Key elements of the vision include...

Global Situational Awareness & Common Operating Picture
• Command & Control Management System
• SATCOM terminals
• SATCOM governance
• Acquisition & Provisioning

USSF has several immediate priorities to deliver the single, integrated SATCOM enterprise, including establishing a team of core experts who can analyze and orchestrate the multi-faceted enterprise. That team will quickly need to develop a roadmap to ensure near-term budgeting priorities are in-line with the SATCOM vision.

Additionally, USSF will develop a flexible modem interface (FMI) standard to support agile SATCOM roaming for Department of Defense users and develop a strategy to replace the current Wideband Global SATCOM (WGS) capability. USSF will continue engaging commercial partners to evaluate opportunities that may complement or possibly replace portions of a traditional military SATCOM purpose-built system.

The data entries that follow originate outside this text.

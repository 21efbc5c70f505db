//! Shared test fixtures for integration tests.
#![allow(dead_code)] // not every test binary uses every fixture

use lazyesp::compiler::Compiler;
use lazyesp::hardware::{HardwareCatalog, StaticTemplateSource};
use lazyesp::models::{Page, Project, RenderingMode, Widget};
use lazyesp::parser::save_project;
use std::path::{Path, PathBuf};

/// Template location of the 7" LCD profile in the built-in catalog.
pub const LCD_TEMPLATE_LOCATION: &str = "waveshare-esp32-s3-touch-lcd-7.yaml";

/// Minimal package template with both placeholders.
pub const LCD_TEMPLATE: &str = "\
# Name: Test LCD
esphome:
  name: panel
esp32:
  board: esp32-s3-devkitc-1
psram:
  mode: octal
sensor:
  - platform: uptime
    id: uptime_s
  - platform: wifi_signal
    id: wifi_rssi
binary_sensor:
  # __TOUCH_SENSORS_PLACEHOLDER__
display:
  - platform: rpi_dpi_rgb
    id: my_display
    rotation: 0
    update_interval: never
    auto_clear_enabled: true
    # __LAMBDA_PLACEHOLDER__
touchscreen:
  - platform: gt911
    id: my_touchscreen
";

/// Compiler over the built-in catalog with the LCD template registered.
pub fn test_compiler() -> Compiler {
    Compiler::new(
        HardwareCatalog::load().expect("built-in catalog"),
        Box::new(StaticTemplateSource::new().with(LCD_TEMPLATE_LOCATION, LCD_TEMPLATE)),
    )
}

fn page(name: &str, widgets: Vec<Widget>) -> Page {
    let mut page = Page::new(name);
    page.widgets = widgets;
    page
}

/// Two-page e-paper project made of widgets whose output depends only on
/// their own fields.
pub fn test_project_pure() -> Project {
    let mut project = Project::new("Hallway", "reterminal_e1001");
    project.refresh_interval = Some(300);
    project.pages.push(page(
        "Home",
        vec![
            Widget::new("title", "text", 10, 10, 300, 40)
                .with_prop("text", "Good morning")
                .with_prop("font_size", 28),
            Widget::new("frame", "shape_rect", 0, 60, 800, 2).with_prop("fill", true),
            Widget::new("temp", "sensor_text", 10, 80, 200, 40)
                .with_entity("sensor.outdoor_temperature")
                .with_prop("unit", "°C"),
        ],
    ));
    let mut second = page(
        "Energy",
        vec![Widget::new("solar", "progress_bar", 20, 20, 400, 30).with_entity("sensor.solar_pct")],
    );
    second.dark_mode = Some("dark".to_string());
    project.pages.push(second);
    project
}

/// One text-domain widget plus an unqualified numeric reference.
pub fn test_project_mixed_domains() -> Project {
    let mut project = Project::new("Mixed", "reterminal_e1001");
    project.pages.push(page(
        "Main",
        vec![
            Widget::new("forecast", "sensor_text", 0, 0, 300, 40).with_entity("weather.home"),
            Widget::new("cpu", "progress_bar", 0, 50, 300, 20).with_entity("cpu_usage"),
            Widget::new("cpu_label", "sensor_text", 0, 80, 300, 40).with_entity("sensor.cpu_usage"),
        ],
    ));
    project
}

/// Toolkit project on the 7" LCD profile.
pub fn test_project_toolkit() -> Project {
    let mut project = Project::new("Panel", "waveshare_esp32_s3_touch_lcd_7");
    project.rendering_mode = RenderingMode::Lvgl;
    project.pages.push(page(
        "Main",
        vec![
            Widget::new("hello", "lvgl_label", 10, 10, 200, 40).with_prop("text", "Hello"),
            Widget::new("power", "lvgl_bar", 10, 60, 300, 20).with_entity("sensor.power"),
        ],
    ));
    project.pages.push(page("Empty", Vec::new()));
    project
}

/// Writes a project as JSON under `dir` and returns the path.
pub fn write_project_file(dir: &Path, name: &str, project: &Project) -> PathBuf {
    let path = dir.join(name);
    save_project(project, &path).expect("write project");
    path
}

The signing of the USSF Enterprise SATCOM Vision comes after a number of recent events that gave the command an opportunity to transform how SATCOM is procured, managed and delivered to USSPACECOM and other combatant commands around the world.

On December 12, 2018, Air Force Space Command assumed sole responsibility for the procurement of COMSATCOM services on behalf of the DoD. Then AFSPC hosted a SATCOM Industry Day to engage industrial partners early in the vision drafting process. They provided numerous valuable inputs that shaped the final vision. On May 28, 2019, the Secretaries of the Air Force and Navy agreed to transfer responsibility for the future narrowband capability from the Navy to the Air Force as a prudent step to consolidate space capabilities.

AFSPC was re-designated as the USSF as an initial step in the establishment of the USSF on December 20, 2019.